A practical approach
Before using either bicarbonate or citrate supple-ments, it's wise to check with the governing body of your sport that the substance is not contrary to doping regulations. All major organisations at present do not prohibit such use, and this is unlikely to change, but it makes sense to check.
The most important practical point is the need to experiment with the supplement during training. Typically, an 800m runner, for example, may perform a time-trial (this should really be with competition to ensure maximum effort) on a particular day after a couple of days of light training. A further couple of days later, after only more light training, he/she can repeat the time-trial in a similar environment after bicarbonate supplementation.

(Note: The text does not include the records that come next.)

#[cfg(test)]
mod tests {
    use super::*;
    use crate::error::HandlerError;
    use crate::protocol::codec::encode;
    use crate::protocol::messages::{Accessories, Device, Devices, MessageHeader};
    use std::sync::atomic::AtomicUsize;

    const TOPIC: &str = "controller/ABC/devices";

    fn devices_payload(ids: &[&str]) -> Vec<u8> {
        encode(&Devices {
            header: MessageHeader::new("coordinator"),
            devices: ids.iter().map(|id| Device::new(*id)).collect(),
        })
        .unwrap()
    }

    #[test]
    fn test_first_registration_needs_subscription() {
        let registry = HandlerRegistry::new();
        assert!(registry.subscription_needed(TOPIC));

        let first = registry.register::<Devices, _>(TOPIC, |_| Ok(()));
        assert!(first.first_for_topic);
        assert!(!registry.subscription_needed(TOPIC));

        let second = registry.register::<Accessories, _>(TOPIC, |_| Ok(()));
        assert!(!second.first_for_topic);
        assert_eq!(registry.handler_count(TOPIC), 2);
    }

    #[test]
    fn test_lookup_preserves_registration_order() {
        let registry = HandlerRegistry::new();
        let a = registry.register::<Devices, _>(TOPIC, |_| Ok(()));
        let b = registry.register::<Accessories, _>(TOPIC, |_| Ok(()));
        let c = registry.register::<Devices, _>(TOPIC, |_| Ok(()));

        let ids: Vec<Uuid> = registry.lookup(TOPIC).iter().map(|e| e.id()).collect();
        assert_eq!(ids, vec![a.handle.id(), b.handle.id(), c.handle.id()]);
    }

    #[test]
    fn test_lookup_unknown_topic_is_empty() {
        let registry = HandlerRegistry::new();
        registry.register::<Devices, _>(TOPIC, |_| Ok(()));
        assert!(registry.lookup("controller/ABC").is_empty());
        assert!(registry.lookup("controller/ABC/devices/").is_empty());
    }

    #[test]
    fn test_cancel_is_idempotent() {
        let registry = HandlerRegistry::new();
        let keep = registry.register::<Devices, _>(TOPIC, |_| Ok(()));
        let removed = registry.register::<Devices, _>(TOPIC, |_| Ok(()));

        assert!(registry.cancel(&removed.handle));
        assert!(!registry.cancel(&removed.handle));

        let remaining = registry.lookup(TOPIC);
        assert_eq!(remaining.len(), 1);
        assert_eq!(remaining[0].id(), keep.handle.id());
    }

    #[test]
    fn test_cancel_last_handler_frees_topic() {
        let registry = HandlerRegistry::new();
        let registration = registry.register::<Devices, _>(TOPIC, |_| Ok(()));
        assert_eq!(registry.topics(), vec![TOPIC.to_string()]);

        registry.cancel(&registration.handle);
        assert!(registry.topics().is_empty());
        assert!(registry.subscription_needed(TOPIC));
    }

    #[test]
    fn test_cancel_deactivates_snapshot_entries() {
        let registry = HandlerRegistry::new();
        let registration = registry.register::<Devices, _>(TOPIC, |_| Ok(()));
        let snapshot = registry.lookup(TOPIC);

        registry.cancel(&registration.handle);
        assert!(!snapshot[0].is_active());
    }

    #[test]
    fn test_entry_decodes_for_handler() {
        let registry = HandlerRegistry::new();
        let seen = Arc::new(Mutex::new(Vec::new()));
        let sink = seen.clone();
        registry.register::<Devices, _>(TOPIC, move |devices| {
            sink.lock()
                .unwrap()
                .extend(devices.devices.into_iter().map(|d| d.id));
            Ok(())
        });

        let entry = &registry.lookup(TOPIC)[0];
        assert_eq!(entry.message_type(), "picontrol.Devices");
        entry.dispatch(&devices_payload(&["d1", "d2"])).unwrap();
        assert_eq!(*seen.lock().unwrap(), vec!["d1", "d2"]);
    }

    #[test]
    fn test_entry_reports_decode_and_handler_errors() {
        let registry = HandlerRegistry::new();
        let calls = Arc::new(AtomicUsize::new(0));
        let counter = calls.clone();
        registry.register::<Accessories, _>(TOPIC, move |_| {
            counter.fetch_add(1, Ordering::SeqCst);
            Ok(())
        });
        registry.register::<Devices, _>(TOPIC, |_| Err(HandlerError::from("no devices")));

        let entries = registry.lookup(TOPIC);
        let payload = devices_payload(&["d1"]);
        assert!(matches!(
            entries[0].dispatch(&payload),
            Err(DispatchError::Decode { message_type: "picontrol.Accessories", .. })
        ));
        assert!(matches!(
            entries[1].dispatch(&payload),
            Err(DispatchError::Handler(_))
        ));
        assert_eq!(calls.load(Ordering::SeqCst), 0);
    }

    #[test]
    fn test_concurrent_registration_has_single_first() {
        let registry = Arc::new(HandlerRegistry::new());
        let threads: Vec<_> = (0..8)
            .map(|_| {
                let registry = registry.clone();
                std::thread::spawn(move || {
                    registry
                        .register::<Devices, _>(TOPIC, |_| Ok(()))
                        .first_for_topic
                })
            })
            .collect();

        let firsts = threads
            .into_iter()
            .map(|t| t.join().unwrap())
            .filter(|first| *first)
            .count();
        assert_eq!(firsts, 1);
        assert_eq!(registry.handler_count(TOPIC), 8);
    }

    #[test]
    fn test_failed_subscription_removes_waiting_registrants() {
        let registry = HandlerRegistry::new();
        let first = registry.register::<Devices, _>(TOPIC, |_| Ok(()));
        let joined = registry.register::<Accessories, _>(TOPIC, |_| Ok(()));
        assert!(!joined.first_for_topic);
        assert!(!joined.subscription.is_settled());

        let waiter = {
            let subscription = joined.subscription.clone();
            std::thread::spawn(move || subscription.wait())
        };
        let snapshot = registry.lookup(TOPIC);

        registry.subscription_settled(&first, Err("NotAuthorized".to_string()));

        assert_eq!(waiter.join().unwrap(), Err("NotAuthorized".to_string()));
        assert_eq!(registry.handler_count(TOPIC), 0);
        assert!(snapshot.iter().all(|entry| !entry.is_active()));
        assert!(!registry.cancel(&joined.handle));
        assert!(registry.subscription_needed(TOPIC));
    }

    #[test]
    fn test_settled_subscription_admits_later_registrants() {
        let registry = HandlerRegistry::new();
        let first = registry.register::<Devices, _>(TOPIC, |_| Ok(()));
        registry.subscription_settled(&first, Ok(()));

        let later = registry.register::<Devices, _>(TOPIC, |_| Ok(()));
        assert!(!later.first_for_topic);
        assert_eq!(later.subscription.wait(), Ok(()));
        assert_eq!(registry.handler_count(TOPIC), 2);
    }

    #[test]
    fn test_stale_failure_leaves_new_subscription_alone() {
        let registry = HandlerRegistry::new();
        let abandoned = registry.register::<Devices, _>(TOPIC, |_| Ok(()));
        registry.cancel(&abandoned.handle);

        let fresh = registry.register::<Devices, _>(TOPIC, |_| Ok(()));
        assert!(fresh.first_for_topic);

        registry.subscription_settled(&abandoned, Err("timed out".to_string()));
        assert_eq!(registry.handler_count(TOPIC), 1);
        assert!(!fresh.subscription.is_settled());
    }
}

The exact protocol would be to ingest 0.3g of sodium bicarbonate per kg body weight approximately one-to-two hours before the time-trial. That is, for a 66 kg runner, consume 20g of sodium bicarbonate (about four teaspoons) - and, yes, the commonly-found bicarb of soda is exactly the substance needed. This experimenting, if repeated several times, should reveal whether bicarb supplementation is likely to produce any benefit and whether the athlete concerned is susceptible to stomach upsets.

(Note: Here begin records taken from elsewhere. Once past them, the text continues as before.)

//! Error taxonomy for the MQTT coordination layer
//!
//! Broker-facing failures (`ConnectionFailed`, `SubscriptionFailed`,
//! `PublishFailed`) propagate synchronously to whoever called `connect`,
//! `subscribe` or `publish`. Decode and handler failures never leave the
//! dispatcher: they are logged per handler and swallowed.

use crate::bridge::BridgeError;
use crate::protocol::codec::{DecodeError, EncodeError};
use crate::state::ConnectionState;
use once_cell::sync::Lazy;
use regex::Regex;
use std::time::Duration;
use thiserror::Error;

/// Errors surfaced by connect/subscribe/publish and handler registration
#[derive(Debug, Error)]
pub enum MqttError {
    #[error("Connection failed: {0}")]
    ConnectionFailed(#[source] Box<dyn std::error::Error + Send + Sync>),
    #[error("Not connected - current state: {state:?}")]
    NotConnected { state: ConnectionState },
    #[error("Subscription to {topic} failed: {reason}")]
    SubscriptionFailed { topic: String, reason: String },
    #[error("Publishing to {topic} failed: {reason}")]
    PublishFailed { topic: String, reason: String },
    #[error("Invalid topic '{topic}': {reason}")]
    InvalidTopic { topic: String, reason: String },
    #[error("Serialization error")]
    Serialization(#[from] EncodeError),
    #[error("Broker operation timed out after {0:?}")]
    Timeout(Duration),
    #[error(transparent)]
    Bridge(#[from] BridgeError),
}

impl MqttError {
    /// Create a connection error from any displayable reason
    pub fn connection_failed<S: Into<String>>(reason: S) -> Self {
        Self::ConnectionFailed(reason.into().into())
    }

    /// Create a subscription error
    pub fn subscription_failed<T: Into<String>, S: Into<String>>(topic: T, reason: S) -> Self {
        Self::SubscriptionFailed {
            topic: topic.into(),
            reason: reason.into(),
        }
    }

    /// Create a publish error
    pub fn publish_failed<T: Into<String>, S: Into<String>>(topic: T, reason: S) -> Self {
        Self::PublishFailed {
            topic: topic.into(),
            reason: reason.into(),
        }
    }

    /// True for failures of the broker session itself, including calls made
    /// while no session was available
    pub fn is_connection_error(&self) -> bool {
        matches!(
            self,
            MqttError::ConnectionFailed(_) | MqttError::NotConnected { .. }
        )
    }
}

/// Failure raised by a handler's own logic
#[derive(Debug, Error)]
pub enum HandlerError {
    #[error("Handler failed: {0}")]
    Failed(#[source] Box<dyn std::error::Error + Send + Sync>),
    #[error("Handler panicked: {0}")]
    Panicked(String),
}

impl HandlerError {
    pub fn new<E: Into<Box<dyn std::error::Error + Send + Sync>>>(error: E) -> Self {
        Self::Failed(error.into())
    }
}

impl From<String> for HandlerError {
    fn from(message: String) -> Self {
        Self::Failed(message.into())
    }
}

impl From<&str> for HandlerError {
    fn from(message: &str) -> Self {
        Self::Failed(message.into())
    }
}

/// Result type handlers return
pub type HandlerResult = Result<(), HandlerError>;

/// Why a single handler did not complete for a single message
#[derive(Debug, Error)]
pub enum DispatchError {
    #[error("Payload did not decode as {message_type}: {source}")]
    Decode {
        message_type: &'static str,
        #[source]
        source: DecodeError,
    },
    #[error(transparent)]
    Handler(#[from] HandlerError),
}

static SECRET_PATTERN: Lazy<Regex> = Lazy::new(|| {
    Regex::new(r"(?i)(password|passwd|token|secret)[=:]\s*\S+").expect("static regex is valid")
});

const MAX_LOGGED_ERROR_LEN: usize = 500;

/// Redact credential-looking fragments and cap the length of error text
/// before it reaches the logs
pub fn sanitize_error_message(message: &str) -> String {
    let mut sanitized = SECRET_PATTERN
        .replace_all(message, "${1}=***")
        .to_string();

    if sanitized.len() > MAX_LOGGED_ERROR_LEN {
        let truncate_suffix = "...[truncated]";
        let mut cut = MAX_LOGGED_ERROR_LEN - truncate_suffix.len();
        while !sanitized.is_char_boundary(cut) {
            cut -= 1;
        }
        sanitized = format!("{}{}", &sanitized[..cut], truncate_suffix);
    }

    sanitized
}
//! Acknowledgement tracking for subscribe and publish requests
//!
//! rumqttc assigns packet ids inside its event loop, so a waiter is queued
//! before the request is handed to the client and bound to its packet id
//! when the matching `Outgoing` event appears. Requests are handed over in
//! the same order their waiters were queued, so the queues are FIFO.

use crate::transport::TransportError;
use rumqttc::v5::mqttbytes::QoS;
use std::collections::{HashMap, VecDeque};
use std::sync::{Mutex, PoisonError};
use tokio::sync::oneshot;
use tracing::{debug, warn};

pub type AckResult = Result<(), TransportError>;
pub type AckReceiver = oneshot::Receiver<AckResult>;

#[derive(Debug)]
struct Waiter {
    topic: String,
    qos: QoS,
    respond: oneshot::Sender<AckResult>,
}

impl Waiter {
    fn resolve(self, result: AckResult) {
        // The caller may have timed out and gone away
        let _ = self.respond.send(result);
    }
}

#[derive(Debug, Default)]
pub struct AckTracker {
    queued_subscribes: VecDeque<Waiter>,
    queued_publishes: VecDeque<Waiter>,
    subscribes: HashMap<u16, Waiter>,
    publishes: HashMap<u16, Waiter>,
}

impl AckTracker {
    pub fn new() -> Self {
        Self::default()
    }

    /// Queue a waiter for the next subscribe request
    pub fn expect_subscribe(&mut self, topic: &str, qos: QoS) -> AckReceiver {
        let (respond, rx) = oneshot::channel();
        self.queued_subscribes.push_back(Waiter {
            topic: topic.to_string(),
            qos,
            respond,
        });
        rx
    }

    /// Queue a waiter for the next publish request
    pub fn expect_publish(&mut self, topic: &str, qos: QoS) -> AckReceiver {
        let (respond, rx) = oneshot::channel();
        self.queued_publishes.push_back(Waiter {
            topic: topic.to_string(),
            qos,
            respond,
        });
        rx
    }

    /// Drop the most recently queued subscribe waiter; used when the request
    /// never reached the client
    pub fn withdraw_subscribe(&mut self) {
        self.queued_subscribes.pop_back();
    }

    /// Drop the most recently queued publish waiter
    pub fn withdraw_publish(&mut self) {
        self.queued_publishes.pop_back();
    }

    /// A subscribe request left with `pkid`
    pub fn subscribe_sent(&mut self, pkid: u16) {
        match self.queued_subscribes.pop_front() {
            Some(waiter) => {
                debug!(topic = %waiter.topic, pkid, "Subscribe sent");
                self.subscribes.insert(pkid, waiter);
            }
            None => warn!(pkid, "Subscribe sent with no waiter queued"),
        }
    }

    /// A publish request left with `pkid`. QoS 0 has nothing further to wait
    /// for and resolves immediately.
    pub fn publish_sent(&mut self, pkid: u16) {
        let Some(waiter) = self.queued_publishes.pop_front() else {
            warn!(pkid, "Publish sent with no waiter queued");
            return;
        };

        if waiter.qos == QoS::AtMostOnce {
            waiter.resolve(Ok(()));
        } else {
            debug!(topic = %waiter.topic, pkid, qos = ?waiter.qos, "Publish sent");
            self.publishes.insert(pkid, waiter);
        }
    }

    pub fn subscription_acknowledged(&mut self, pkid: u16, result: Result<(), String>) {
        match self.subscribes.remove(&pkid) {
            Some(waiter) => {
                let outcome = result.map_err(|reason| TransportError::SubscriptionRejected {
                    topic: waiter.topic.clone(),
                    reason,
                });
                waiter.resolve(outcome);
            }
            None => debug!(pkid, "SubAck for unknown packet id"),
        }
    }

    pub fn publish_acknowledged(&mut self, pkid: u16, result: Result<(), String>) {
        match self.publishes.remove(&pkid) {
            Some(waiter) => {
                let outcome = result.map_err(|reason| TransportError::PublishRejected {
                    topic: waiter.topic.clone(),
                    reason,
                });
                waiter.resolve(outcome);
            }
            None => debug!(pkid, "Publish acknowledgement for unknown packet id"),
        }
    }

    /// Number of requests still waiting for the broker
    pub fn pending(&self) -> usize {
        self.queued_subscribes.len()
            + self.queued_publishes.len()
            + self.subscribes.len()
            + self.publishes.len()
    }

    /// Fail every outstanding waiter; the session is gone
    pub fn fail_all(&mut self) {
        let waiters = self
            .queued_subscribes
            .drain(..)
            .chain(self.queued_publishes.drain(..))
            .chain(self.subscribes.drain().map(|(_, waiter)| waiter))
            .chain(self.publishes.drain().map(|(_, waiter)| waiter));

        for waiter in waiters {
            waiter.resolve(Err(TransportError::Closed));
        }
    }
}

#[derive(Debug, Clone, Copy, PartialEq, Eq)]
enum RequestKind {
    Subscribe,
    Publish,
}

/// A waiter queued for a request that has not reached the client yet
///
/// Dropping it before [`QueuedRequest::handed_over`] withdraws the waiter,
/// so a caller that is cancelled mid-handover does not leave a waiter behind
/// for the next request's packet id. Must be dropped while the writer lock
/// that serialised the queuing is still held.
#[derive(Debug)]
pub struct QueuedRequest<'a> {
    tracker: &'a Mutex<AckTracker>,
    kind: RequestKind,
    armed: bool,
}

impl<'a> QueuedRequest<'a> {
    pub fn subscribe(
        tracker: &'a Mutex<AckTracker>,
        topic: &str,
        qos: QoS,
    ) -> (Self, AckReceiver) {
        let rx = lock(tracker).expect_subscribe(topic, qos);
        (Self::armed(tracker, RequestKind::Subscribe), rx)
    }

    pub fn publish(tracker: &'a Mutex<AckTracker>, topic: &str, qos: QoS) -> (Self, AckReceiver) {
        let rx = lock(tracker).expect_publish(topic, qos);
        (Self::armed(tracker, RequestKind::Publish), rx)
    }

    fn armed(tracker: &'a Mutex<AckTracker>, kind: RequestKind) -> Self {
        Self {
            tracker,
            kind,
            armed: true,
        }
    }

    /// The client accepted the request; the waiter now belongs to the event loop
    pub fn handed_over(mut self) {
        self.armed = false;
    }
}

impl Drop for QueuedRequest<'_> {
    fn drop(&mut self) {
        if !self.armed {
            return;
        }
        debug!(kind = ?self.kind, "Withdrawing waiter for request that never reached the client");
        let mut tracker = lock(self.tracker);
        match self.kind {
            RequestKind::Subscribe => tracker.withdraw_subscribe(),
            RequestKind::Publish => tracker.withdraw_publish(),
        }
    }
}

fn lock(tracker: &Mutex<AckTracker>) -> std::sync::MutexGuard<'_, AckTracker> {
    tracker.lock().unwrap_or_else(PoisonError::into_inner)
}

It's likely that large individual differences do exist as far as response to supplementation is concerned. It has been suggested that the more highly trained athletes are less likely to benefit from it because their body's natural buffering systems are already so well developed, but so far this is just speculation. It has also been shown that sprinters build up more acidity within their muscles than endurance runners in response to the same exercise, and so may be more likely to benefit from the buffering effect. From the scientific research, it appears that the size of the dose is quite important, and that taking only 0.2g per kg is less likely to be beneficial than 0.3g per kg, although no evidence exists suggesting that an even greater dose is better still.

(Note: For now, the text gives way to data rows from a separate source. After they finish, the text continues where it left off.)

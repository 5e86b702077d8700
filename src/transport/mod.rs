//! Broker transport abstraction
//!
//! The connection manager drives a broker only through [`BrokerTransport`]
//! and [`BrokerSession`]. The production implementation lives in [`mqtt`];
//! tests use the in-memory broker from `testing`.

use bytes::Bytes;
use rumqttc::v5::mqttbytes::QoS;
use std::fmt;
use std::time::Duration;
use thiserror::Error;
use tokio::sync::{mpsc, oneshot};

pub mod mqtt;

/// Keep-alive used when none is configured
pub const DEFAULT_KEEP_ALIVE: Duration = Duration::from_secs(60);
/// How long the broker keeps a persistent session after disconnect
pub const DEFAULT_SESSION_EXPIRY: Duration = Duration::from_secs(7 * 24 * 60 * 60);

/// Username/password presented at connect time
#[derive(Clone, PartialEq, Eq)]
pub struct BrokerCredentials {
    pub username: String,
    pub password: String,
}

impl BrokerCredentials {
    pub fn new<U: Into<String>, P: Into<String>>(username: U, password: P) -> Self {
        Self {
            username: username.into(),
            password: password.into(),
        }
    }
}

impl fmt::Debug for BrokerCredentials {
    fn fmt(&self, f: &mut fmt::Formatter<'_>) -> fmt::Result {
        f.debug_struct("BrokerCredentials")
            .field("username", &self.username)
            .field("password", &"***")
            .finish()
    }
}

/// Everything needed to open one broker session
#[derive(Debug, Clone)]
pub struct SessionOptions {
    pub host: String,
    pub port: u16,
    /// Stable per installation so the broker can resume the session
    pub client_id: String,
    pub credentials: Option<BrokerCredentials>,
    pub keep_alive: Duration,
    /// Zero keeps nothing after disconnect
    pub session_expiry: Duration,
    pub clean_start: bool,
}

impl SessionOptions {
    /// Persistent-session options with default keep-alive and expiry
    pub fn new<H: Into<String>, C: Into<String>>(host: H, port: u16, client_id: C) -> Self {
        Self {
            host: host.into(),
            port,
            client_id: client_id.into(),
            credentials: None,
            keep_alive: DEFAULT_KEEP_ALIVE,
            session_expiry: DEFAULT_SESSION_EXPIRY,
            clean_start: false,
        }
    }

    pub fn with_credentials(mut self, credentials: Option<BrokerCredentials>) -> Self {
        self.credentials = credentials;
        self
    }
}

/// Message received from the broker
#[derive(Debug, Clone, PartialEq)]
pub struct InboundMessage {
    pub topic: String,
    pub payload: Bytes,
    pub qos: QoS,
    pub retain: bool,
}

/// Message about to be published
#[derive(Debug, Clone, PartialEq)]
pub struct OutboundMessage {
    pub topic: String,
    pub payload: Bytes,
    pub qos: QoS,
}

impl OutboundMessage {
    pub fn new<T: Into<String>, P: Into<Bytes>>(topic: T, payload: P, qos: QoS) -> Self {
        Self {
            topic: topic.into(),
            payload: payload.into(),
            qos,
        }
    }
}

/// Sending half of the dispatcher's inbound queue
#[derive(Debug, Clone)]
pub struct InboundSink {
    tx: mpsc::UnboundedSender<InboundMessage>,
}

impl InboundSink {
    /// Create a sink and the receiver that drains it
    pub fn channel() -> (Self, mpsc::UnboundedReceiver<InboundMessage>) {
        let (tx, rx) = mpsc::unbounded_channel();
        (Self { tx }, rx)
    }

    /// Queue a message. Returns false once the receiving side is gone.
    pub fn deliver(&self, message: InboundMessage) -> bool {
        self.tx.send(message).is_ok()
    }
}

/// Handed to [`BrokerTransport::open`]: where inbound messages go, and how
/// to report that an established session died
#[derive(Debug)]
pub struct SessionContext {
    pub inbound: InboundSink,
    pub lost: oneshot::Sender<String>,
}

#[derive(Debug, Error)]
pub enum TransportError {
    #[error("Broker refused the connection: {0}")]
    Refused(String),
    #[error("Transport error: {0}")]
    Io(String),
    #[error("Broker rejected subscription to {topic}: {reason}")]
    SubscriptionRejected { topic: String, reason: String },
    #[error("Broker rejected publish to {topic}: {reason}")]
    PublishRejected { topic: String, reason: String },
    #[error("Session closed")]
    Closed,
    #[error("Invalid broker URL: {0}")]
    InvalidBrokerUrl(String),
}

/// Opens broker sessions
#[async_trait::async_trait]
pub trait BrokerTransport: Send + Sync {
    /// Connect and resolve only once the broker acknowledged (or refused)
    /// the session
    async fn open(
        &self,
        options: SessionOptions,
        context: SessionContext,
    ) -> Result<Box<dyn BrokerSession>, TransportError>;
}

/// One established broker session
#[async_trait::async_trait]
pub trait BrokerSession: Send + Sync {
    /// Resolve when the broker acknowledged the subscription
    async fn subscribe(&self, topic: &str, qos: QoS) -> Result<(), TransportError>;

    /// Resolve when the acknowledgement matching the message's QoS arrived
    async fn publish(&self, message: OutboundMessage) -> Result<(), TransportError>;

    /// Disconnect; no further inbound messages are delivered afterwards
    async fn close(&self) -> Result<(), TransportError>;

    /// Broker resumed a stored session for this client
    fn session_present(&self) -> bool;
}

As for the side-effects, the athlete who suffers must try to eliminate them. Drinking up to a litre of water with the dose is often effective and should be carried out as standard. Breaking up the bicarbonate dose into, say, four equal portions taken over the course of an hour may also help. Finally, some researchers have reported that using citrate instead of bicarbonate reduces the incidence of stomach irritation, although the report referred to earlier by Cox and Jenkins unfortunately observed that nausea was experienced by seven out of the eight subjects following citrate consumption, and that five of those seven subjects vomited during exercise. Only one subject vomited during exercise after taking the placebo.
Buffering at altitude?
From the scientific evidence available, it appears that bicarb or citrate supplementation does improve buffering capacity, and thus clearly has the potential to enhance anaerobic performance. However, the responses are likely to vary between individuals, as will the susceptibility to side-effects. For a competitive athlete in an appropriate sport, experimenting at a personal level should establish whether the supplement is beneficial. As for the scientists, they need to establish whether supplementation is particularly suited to certain types of events more than others. In addition, the potential of regular bicarb supplementation to increase training load as well as one-off performance capability deserves some research attention, as does its potential for athletes who train or compete at altitude, where natural buffering capacity is reduced.